Three years after my divorce, I am strongly considering selling the big house and downsizing. We won’t move far. We’ll stay close to their mom and all of their friends. This is more about simplifying our lives than anything else. Smaller house, smaller payment, less things. I’ve talked about it before, but this is farther than we’ve ever gone. I initially bought out my ex for her half to ensure the kids would be able to stay, at least half the time, in the house they knew as home and their foundation. That was important to me. We were turning their world upside down. Felt like they deserved to at least be able to lay their head down at night in a familiar space that made them feel secure. I knew at some point we’d probably move, but not until it felt right. Now after three years, with the encouragement of the kids, we’ve determined that it feels right.

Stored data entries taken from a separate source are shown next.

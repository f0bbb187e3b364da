//! Tracking-session record types.

use chrono::{DateTime, Duration, Utc};
use serde::{Deserialize, Serialize};

use crate::error::ArithmeticError;
use crate::schedule::EntityRef;

/// The single entity a session measures time against: a habit occurrence or
/// a task, never both.
#[derive(Debug, Clone, PartialEq, Eq, Serialize, Deserialize)]
#[serde(tag = "kind", content = "id", rename_all = "snake_case")]
pub enum SessionLink {
    HabitOccurrence(String),
    Task(String),
}

impl SessionLink {
    pub fn occurrence_id(&self) -> Option<&str> {
        match self {
            Self::HabitOccurrence(id) => Some(id),
            Self::Task(_) => None,
        }
    }

    pub fn task_id(&self) -> Option<&str> {
        match self {
            Self::HabitOccurrence(_) => None,
            Self::Task(id) => Some(id),
        }
    }

    pub fn entity_ref(&self) -> EntityRef {
        match self {
            Self::HabitOccurrence(id) => EntityRef::occurrence(id.clone()),
            Self::Task(id) => EntityRef::task(id.clone()),
        }
    }
}

/// One bounded, possibly-paused interval of active time tracking.
///
/// The open-pause marker is a nullable field on the record itself, so
/// multiple session lifecycles and process restarts never share hidden
/// global state. Once `ended_at` is set the session is terminal and no
/// further mutation is accepted.
#[derive(Debug, Clone, Serialize, Deserialize)]
pub struct TrackingSession {
    pub id: i64,
    pub link: SessionLink,
    pub started_at: DateTime<Utc>,
    /// Null while the session is active; immutable once set.
    pub ended_at: Option<DateTime<Utc>>,
    /// Folded total of closed pause intervals, in seconds.
    pub paused_total_secs: i64,
    /// Start of the currently open pause, if one is open.
    pub pause_started_at: Option<DateTime<Utc>>,
}

impl TrackingSession {
    pub fn is_active(&self) -> bool {
        self.ended_at.is_none()
    }

    pub fn is_paused(&self) -> bool {
        self.is_active() && self.pause_started_at.is_some()
    }

    /// Active duration up to `end`: wall time minus folded pauses.
    ///
    /// A negative result indicates corrupted pause accounting and raises an
    /// arithmetic fault rather than being clamped.
    pub fn active_duration(&self, end: DateTime<Utc>) -> Result<Duration, ArithmeticError> {
        let seconds = (end - self.started_at).num_seconds() - self.paused_total_secs;
        if seconds < 0 {
            return Err(ArithmeticError::NegativeDuration { seconds });
        }
        Ok(Duration::seconds(seconds))
    }
}

#[cfg(test)]
mod tests {
    use super::*;
    use chrono::TimeZone;

    fn at(h: u32, m: u32) -> DateTime<Utc> {
        Utc.with_ymd_and_hms(2025, 6, 2, h, m, 0).unwrap()
    }

    fn session() -> TrackingSession {
        TrackingSession {
            id: 1,
            link: SessionLink::Task("task-1".to_string()),
            started_at: at(8, 0),
            ended_at: None,
            paused_total_secs: 0,
            pause_started_at: None,
        }
    }

    #[test]
    fn active_duration_subtracts_pauses() {
        let mut s = session();
        s.paused_total_secs = 6 * 60;
        let duration = s.active_duration(at(9, 0)).unwrap();
        assert_eq!(duration.num_minutes(), 54);
    }

    #[test]
    fn negative_duration_is_a_fault() {
        let mut s = session();
        s.paused_total_secs = 2 * 3600;
        let err = s.active_duration(at(9, 0)).unwrap_err();
        assert!(matches!(err, ArithmeticError::NegativeDuration { .. }));
    }
}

We really do need time to heal and regain our wits. Three years down the road, I would never recommend anyone make any huge changes immediately after a divorce. It’s difficult to explain because in theMovingDay moment all you want to do is move on and start over. But I promise you, you’re not ready. You’re going to need some time to regroup. Some things you won’t have any control over. But I found for us that maintaining as much normalcy as possible had its benefits.

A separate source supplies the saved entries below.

use clap::Subcommand;

use cadence_core::{Habit, Planner, ScheduleDb, SkipReason};

use super::{parse_date_or_today, parse_time, print_json, CliResult};

#[derive(Subcommand)]
pub enum HabitAction {
    /// Create a habit
    Add {
        /// Habit name
        name: String,
        /// Recurrence weekdays, 0=Sun..6=Sat, comma-separated (e.g. "1,3,5")
        #[arg(long, default_value = "0,1,2,3,4,5,6")]
        days: String,
        /// Start time of day (HH:MM)
        #[arg(long)]
        start: String,
        /// End time of day (HH:MM)
        #[arg(long)]
        end: String,
    },
    /// List all habits
    List,
    /// Generate pending occurrences over a date range
    Generate {
        /// Habit ID
        habit_id: String,
        /// First date (YYYY-MM-DD), defaults to today
        #[arg(long)]
        from: Option<String>,
        /// Last date (YYYY-MM-DD), defaults to `from`
        #[arg(long)]
        to: Option<String>,
    },
    /// List occurrences on a date
    Occurrences {
        /// Date (YYYY-MM-DD), defaults to today
        #[arg(long)]
        date: Option<String>,
    },
    /// Adjust an occurrence's time-of-day window and re-scan for conflicts
    Adjust {
        /// Occurrence ID
        id: String,
        /// New start time (HH:MM)
        #[arg(long)]
        start: Option<String>,
        /// New end time (HH:MM)
        #[arg(long)]
        end: Option<String>,
    },
    /// Skip an occurrence with a categorical reason
    Skip {
        /// Occurrence ID
        id: String,
        /// Reason: illness, travel, workload, fatigue, weather, other
        #[arg(long)]
        reason: String,
        /// Optional note (max 500 characters)
        #[arg(long)]
        note: Option<String>,
    },
}

pub fn run(action: HabitAction) -> CliResult {
    let db = ScheduleDb::open()?;
    let planner = Planner::new(&db);

    match action {
        HabitAction::Add {
            name,
            days,
            start,
            end,
        } => {
            let days: Vec<u8> = days
                .split(',')
                .filter(|s| !s.is_empty())
                .map(|s| s.trim().parse::<u8>())
                .collect::<Result<_, _>>()?;
            let habit = Habit::new(name, days, parse_time(&start)?, parse_time(&end)?)?;
            db.create_habit(&habit)?;
            print_json(&habit)?;
        }
        HabitAction::List => {
            print_json(&db.list_habits()?)?;
        }
        HabitAction::Generate { habit_id, from, to } => {
            let from = parse_date_or_today(from.as_deref())?;
            let to = match to.as_deref() {
                Some(s) => parse_date_or_today(Some(s))?,
                None => from,
            };
            let created = planner.generate_occurrences(&habit_id, from, to)?;
            print_json(&created)?;
        }
        HabitAction::Occurrences { date } => {
            let date = parse_date_or_today(date.as_deref())?;
            print_json(&db.occurrences_on(date, None)?)?;
        }
        HabitAction::Adjust { id, start, end } => {
            let start = start.as_deref().map(parse_time).transpose()?;
            let end = end.as_deref().map(parse_time).transpose()?;
            let (occurrence, conflicts) = planner.adjust_occurrence_time(&id, start, end)?;
            print_json(&serde_json::json!({
                "occurrence": occurrence,
                "conflicts": conflicts,
            }))?;
        }
        HabitAction::Skip { id, reason, note } => {
            let reason = SkipReason::parse(&reason)
                .ok_or_else(|| format!("unknown skip reason '{reason}'"))?;
            let occurrence = planner.skip_occurrence(&id, reason, note)?;
            print_json(&occurrence)?;
        }
    }
    Ok(())
}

I never anticipated the emotional impact the thought of moving would have. Perhaps on some level I kept the house for my own sanity as well, not fully prepared to rip myself from that part of my life. But what an enormous step emotionally it has been to consciously make the choice to move forward and say goodbye to the past. To let go. To accept. To feel a confidence in knowing you’re ready to roll. There is a true cleansing taking place. A sense of renewal. An excitement of starting a new chapter. I’ve held on long enough as have the kids. I wouldn’t have done it any differently. So glad we stayed. It hurt like hell financially, but was worth every penny.

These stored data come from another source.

use clap::Subcommand;

use cadence_core::{EntityRef, Planner, ScheduleDb, Task, TaskState};

use super::{parse_instant, print_json, CliResult};

#[derive(Subcommand)]
pub enum TaskAction {
    /// Create a task
    Add {
        /// Task title
        title: String,
        /// Scheduled start instant (RFC3339)
        #[arg(long)]
        at: Option<String>,
        /// Deadline (RFC3339)
        #[arg(long)]
        deadline: Option<String>,
    },
    /// List all tasks
    List,
    /// Set or move a task's scheduled instant and re-scan for conflicts
    Schedule {
        /// Task ID
        id: String,
        /// Scheduled start instant (RFC3339)
        at: String,
    },
    /// Mark a task done
    Done {
        /// Task ID
        id: String,
    },
    /// Delete a task
    Delete {
        /// Task ID
        id: String,
    },
}

pub fn run(action: TaskAction) -> CliResult {
    let db = ScheduleDb::open()?;

    match action {
        TaskAction::Add { title, at, deadline } => {
            let mut task = Task::new(title);
            task.scheduled_at = at.as_deref().map(parse_instant).transpose()?;
            task.deadline = deadline.as_deref().map(parse_instant).transpose()?;
            db.create_task(&task)?;
            print_json(&task)?;
        }
        TaskAction::List => {
            print_json(&db.list_tasks()?)?;
        }
        TaskAction::Schedule { id, at } => {
            let mut task = db
                .get_task(&id)?
                .ok_or_else(|| format!("task '{id}' not found"))?;
            task.scheduled_at = Some(parse_instant(&at)?);
            task.updated_at = chrono::Utc::now();
            db.update_task(&task)?;

            let conflicts = Planner::new(&db).detect_conflicts(&EntityRef::task(&id))?;
            print_json(&serde_json::json!({
                "task": task,
                "conflicts": conflicts,
            }))?;
        }
        TaskAction::Done { id } => {
            let mut task = db
                .get_task(&id)?
                .ok_or_else(|| format!("task '{id}' not found"))?;
            if matches!(task.state, TaskState::Planned | TaskState::Paused) {
                task.transition(TaskState::InProgress)?;
            }
            task.transition(TaskState::Done)?;
            db.update_task(&task)?;
            print_json(&task)?;
        }
        TaskAction::Delete { id } => {
            db.delete_task(&id)?;
            println!("{{\"deleted\": \"{id}\"}}");
        }
    }
    Ok(())
}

Along with being able to take my time in preparing the house, going through everything and making decisions with a clear head; doing it this way has allowed the kids to be a part of the move. It’s partly their choice. They have some say. With the divorce they had none. Had we moved then it would have been the same thing. “We’re moving because of the divorce.” This way it’s their decision as much as it is mine. We’re looking at new houses together. Discussing the options. The pros and cons. Working together as a team. Moving on as a team. Helping each other through the different aspects of what it means to say goodbye to a house that has been our home for ten years. But we’re doing it on “our” terms, not just mine. They’re excited which I don’t think would have been the case three years ago.